確かに2010年に発表された研究報告[1]によれば、セット間のインターバルを短くとった(1分間)方が、長くとったとき(2分間)に比べて、トレーニング直後の成長ホルモンの分泌量は有意義に高い値を示したと報告されている。
短いインターバルでトレーニングを行えば、成長ホルモンの分泌が増大し、筋肥大が加速すると広く認識され始めた矢先、2012年に発表された研究報告[2]により事態は大きく一変するのである。
筋トレによる成長ホルモンの一時的な上昇は筋肥大に影響しない
2012年に発表された研究[2]では、筋トレにより分泌された成長ホルモン・テストステロン・IGF-1と筋肥大との関係を調べる実験が行われた。

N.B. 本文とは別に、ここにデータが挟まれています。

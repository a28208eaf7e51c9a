//! Turning API payloads into typed history records.
//!
//! A payload is accepted only as a whole: if the document is not an array of
//! records, or any element cannot be read as the expected record kind, the
//! call fails and nothing is returned. Missing or wrongly typed *optional*
//! fields are not an error here; they read as absent and are handled where
//! the records are rendered.

use crate::{AuditLogEvent, CaseEvent, StatusChangeEvent};
use serde::de::DeserializeOwned;
use serde_json::Value;
use std::fmt;
use thiserror::Error;
use tracing::debug;

/// Which history collection a payload was supposed to be.
#[derive(Debug, Clone, Copy, PartialEq, Eq)]
pub enum Collection {
    /// Status change records.
    StatusHistory,
    /// Audit log records.
    AuditLog,
    /// A feed mixing both kinds.
    CaseEvents,
}

impl fmt::Display for Collection {
    fn fmt(&self, f: &mut fmt::Formatter<'_>) -> fmt::Result {
        f.write_str(match self {
            Self::StatusHistory => "status history",
            Self::AuditLog => "audit log",
            Self::CaseEvents => "case events",
        })
    }
}

/// A history payload that does not have the expected shape.
#[derive(Debug, Error)]
pub enum IngestError {
    #[error("{collection} is not valid JSON: {source}")]
    Json {
        collection: Collection,
        #[source]
        source: serde_json::Error,
    },

    #[error("{collection} must be a JSON array, found {found}")]
    NotAnArray {
        collection: Collection,
        found: &'static str,
    },

    #[error("{collection}[{index}] is not a valid record: {reason}")]
    InvalidRecord {
        collection: Collection,
        index: usize,
        reason: String,
    },
}

impl IngestError {
    /// The collection the failing payload was meant to be.
    pub fn collection(&self) -> Collection {
        match self {
            Self::Json { collection, .. }
            | Self::NotAnArray { collection, .. }
            | Self::InvalidRecord { collection, .. } => *collection,
        }
    }
}

/// Parse a status history document.
pub fn status_history_from_json(json: &str) -> Result<Vec<StatusChangeEvent>, IngestError> {
    status_history_from_value(parse(json, Collection::StatusHistory)?)
}

/// Read status history records from an already-parsed document.
pub fn status_history_from_value(value: Value) -> Result<Vec<StatusChangeEvent>, IngestError> {
    records_from_value(value, Collection::StatusHistory)
}

/// Parse an audit log document.
pub fn audit_log_from_json(json: &str) -> Result<Vec<AuditLogEvent>, IngestError> {
    audit_log_from_value(parse(json, Collection::AuditLog)?)
}

/// Read audit log records from an already-parsed document.
pub fn audit_log_from_value(value: Value) -> Result<Vec<AuditLogEvent>, IngestError> {
    records_from_value(value, Collection::AuditLog)
}

/// Parse a feed that mixes both record kinds.
pub fn case_events_from_json(json: &str) -> Result<Vec<CaseEvent>, IngestError> {
    case_events_from_value(parse(json, Collection::CaseEvents)?)
}

/// Read a mixed feed, deciding each element's kind from its fields.
///
/// Records carrying `previousStatus` or `newStatus` are status changes;
/// records carrying `action` are audit entries.
pub fn case_events_from_value(value: Value) -> Result<Vec<CaseEvent>, IngestError> {
    let collection = Collection::CaseEvents;
    let items = into_array(value, collection)?;
    let mut events = Vec::with_capacity(items.len());

    for (index, item) in items.into_iter().enumerate() {
        let object = item.as_object().ok_or_else(|| IngestError::InvalidRecord {
            collection,
            index,
            reason: format!("expected an object, found {}", json_kind(&item)),
        })?;

        let event = if object.contains_key("previousStatus") || object.contains_key("newStatus") {
            CaseEvent::Status(record(item, collection, index)?)
        } else if object.contains_key("action") {
            CaseEvent::Audit(record(item, collection, index)?)
        } else {
            return Err(IngestError::InvalidRecord {
                collection,
                index,
                reason: "neither a status change nor an audit log record".to_string(),
            });
        };
        events.push(event);
    }

    debug!(%collection, count = events.len(), "ingested records");
    Ok(events)
}

fn parse(json: &str, collection: Collection) -> Result<Value, IngestError> {
    serde_json::from_str(json).map_err(|source| IngestError::Json { collection, source })
}

fn records_from_value<T: DeserializeOwned>(
    value: Value,
    collection: Collection,
) -> Result<Vec<T>, IngestError> {
    let items = into_array(value, collection)?;
    let records = items
        .into_iter()
        .enumerate()
        .map(|(index, item)| {
            if !item.is_object() {
                return Err(IngestError::InvalidRecord {
                    collection,
                    index,
                    reason: format!("expected an object, found {}", json_kind(&item)),
                });
            }
            record(item, collection, index)
        })
        .collect::<Result<Vec<T>, _>>()?;

    debug!(%collection, count = records.len(), "ingested records");
    Ok(records)
}

fn into_array(value: Value, collection: Collection) -> Result<Vec<Value>, IngestError> {
    match value {
        Value::Array(items) => Ok(items),
        other => Err(IngestError::NotAnArray {
            collection,
            found: json_kind(&other),
        }),
    }
}

fn record<T: DeserializeOwned>(
    item: Value,
    collection: Collection,
    index: usize,
) -> Result<T, IngestError> {
    serde_json::from_value(item).map_err(|e| IngestError::InvalidRecord {
        collection,
        index,
        reason: e.to_string(),
    })
}

fn json_kind(value: &Value) -> &'static str {
    match value {
        Value::Null => "null",
        Value::Bool(_) => "a boolean",
        Value::Number(_) => "a number",
        Value::String(_) => "a string",
        Value::Array(_) => "an array",
        Value::Object(_) => "an object",
    }
}

#[cfg(test)]
mod tests {
    use super::*;
    use crate::AuditAction;
    use serde_json::json;

    #[test]
    fn test_status_history_parses() {
        let events = status_history_from_json(
            r#"[
                {"id":"s1","timestamp":"2024-03-01T10:00:00Z","previousStatus":"active","newStatus":"arrested"},
                {"id":"s2","timestamp":"2024-03-02T10:00:00Z","previousStatus":"arrested","newStatus":"closed","notes":"Convicted"}
            ]"#,
        )
        .unwrap();
        assert_eq!(events.len(), 2);
        assert_eq!(events[1].notes.as_deref(), Some("Convicted"));
    }

    #[test]
    fn test_empty_array_is_fine() {
        assert!(audit_log_from_json("[]").unwrap().is_empty());
    }

    #[test]
    fn test_object_instead_of_array_rejected() {
        let err = status_history_from_value(json!({"items": []})).unwrap_err();
        assert!(matches!(
            err,
            IngestError::NotAnArray { collection: Collection::StatusHistory, found: "an object" }
        ));
        assert_eq!(err.to_string(), "status history must be a JSON array, found an object");
    }

    #[test]
    fn test_null_document_rejected() {
        let err = audit_log_from_value(Value::Null).unwrap_err();
        assert!(matches!(err, IngestError::NotAnArray { found: "null", .. }));
    }

    #[test]
    fn test_non_object_element_rejected_with_index() {
        let err = audit_log_from_value(json!([
            {"id":"a1","timestamp":"2024-03-01T10:00:00Z","action":"view"},
            "oops"
        ]))
        .unwrap_err();
        match err {
            IngestError::InvalidRecord { index, reason, .. } => {
                assert_eq!(index, 1);
                assert!(reason.contains("a string"));
            }
            other => panic!("unexpected error: {other:?}"),
        }
    }

    #[test]
    fn test_missing_timestamp_rejected() {
        let err = status_history_from_value(json!([
            {"id":"s1","previousStatus":"active","newStatus":"arrested"}
        ]))
        .unwrap_err();
        assert!(matches!(err, IngestError::InvalidRecord { index: 0, .. }));
    }

    #[test]
    fn test_bad_optional_fields_keep_every_record() {
        let audit = audit_log_from_value(json!([
            {"id":"a1","timestamp":"2024-03-01T10:00:00Z","action":"view"},
            {"id":"a2","timestamp":"2024-03-01T11:00:00Z","action":"update","field":5,"previousValue":"A","newValue":"B"},
            {"id":"a3","timestamp":"2024-03-01T12:00:00Z","action":"view","performedByName":{"first":"Asha"}}
        ]))
        .unwrap();
        assert_eq!(audit.len(), 3);
        assert!(audit[1].field.is_none());
        assert!(audit[2].performed_by_name.is_none());

        let status = status_history_from_value(json!([
            {"id":"s1","timestamp":"2024-03-01T10:00:00Z","previousStatus":"active","newStatus":"arrested","notes":42}
        ]))
        .unwrap();
        assert_eq!(status.len(), 1);
        assert!(status[0].notes.is_none());
    }

    #[test]
    fn test_invalid_json_reported() {
        let err = audit_log_from_json("[{").unwrap_err();
        assert!(matches!(err, IngestError::Json { .. }));
        assert_eq!(err.collection(), Collection::AuditLog);
    }

    #[test]
    fn test_unknown_action_ingests() {
        let events = audit_log_from_value(json!([
            {"id":"a1","timestamp":"2024-03-01T10:00:00Z","action":"archive"}
        ]))
        .unwrap();
        assert_eq!(events[0].action, AuditAction::Other("archive".into()));
    }

    #[test]
    fn test_mixed_feed_is_classified_once() {
        let events = case_events_from_value(json!([
            {"id":"s1","timestamp":"2024-03-01T10:00:00Z","previousStatus":"active","newStatus":"arrested"},
            {"id":"a1","timestamp":"2024-03-01T09:00:00Z","action":"update","field":"district","previousValue":"A","newValue":"B"}
        ]))
        .unwrap();
        assert!(matches!(events[0], CaseEvent::Status(_)));
        assert!(matches!(events[1], CaseEvent::Audit(_)));
    }

    #[test]
    fn test_mixed_feed_rejects_unclassifiable_record() {
        let err = case_events_from_value(json!([
            {"id":"x1","timestamp":"2024-03-01T10:00:00Z"}
        ]))
        .unwrap_err();
        assert!(matches!(err, IngestError::InvalidRecord { index: 0, .. }));
    }
}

同研究では、若年男性ら(56名)に12週間にわたり高強度な脚トレーニングを行わせたところ、筋肉量は有意義に増加していたものの、この筋肉量の増加と成長ホルモン・テストステロン・IGF-1との間にはハッキリとした相関関係は認められなかったのである。
そして、この研究結果から以下の見解が得られた。
本サイトでも以前、スクワットをはじめとする高強度トレーニングにより、テストステロンをはじめとするアナボリックホルモン値を上昇させてもその値は筋トレ終了後約1時間程度でトレーニング前の平常値まで低下することを紹介した(前回記事より)。
つまりトレーニングを行うことによる一時的なホルモン値の上昇は筋肥大に大きく影響しないと考えられるのである。
そしていよいよ、本日の主役「長いインターバル」がここで登場するのである。
筋肥大には長いインターバルが有効
現在では、筋肉量を効率的に増加させるにはインターバルは長め(3~5分)に取った方が効果的であるという見解が広く支持されている。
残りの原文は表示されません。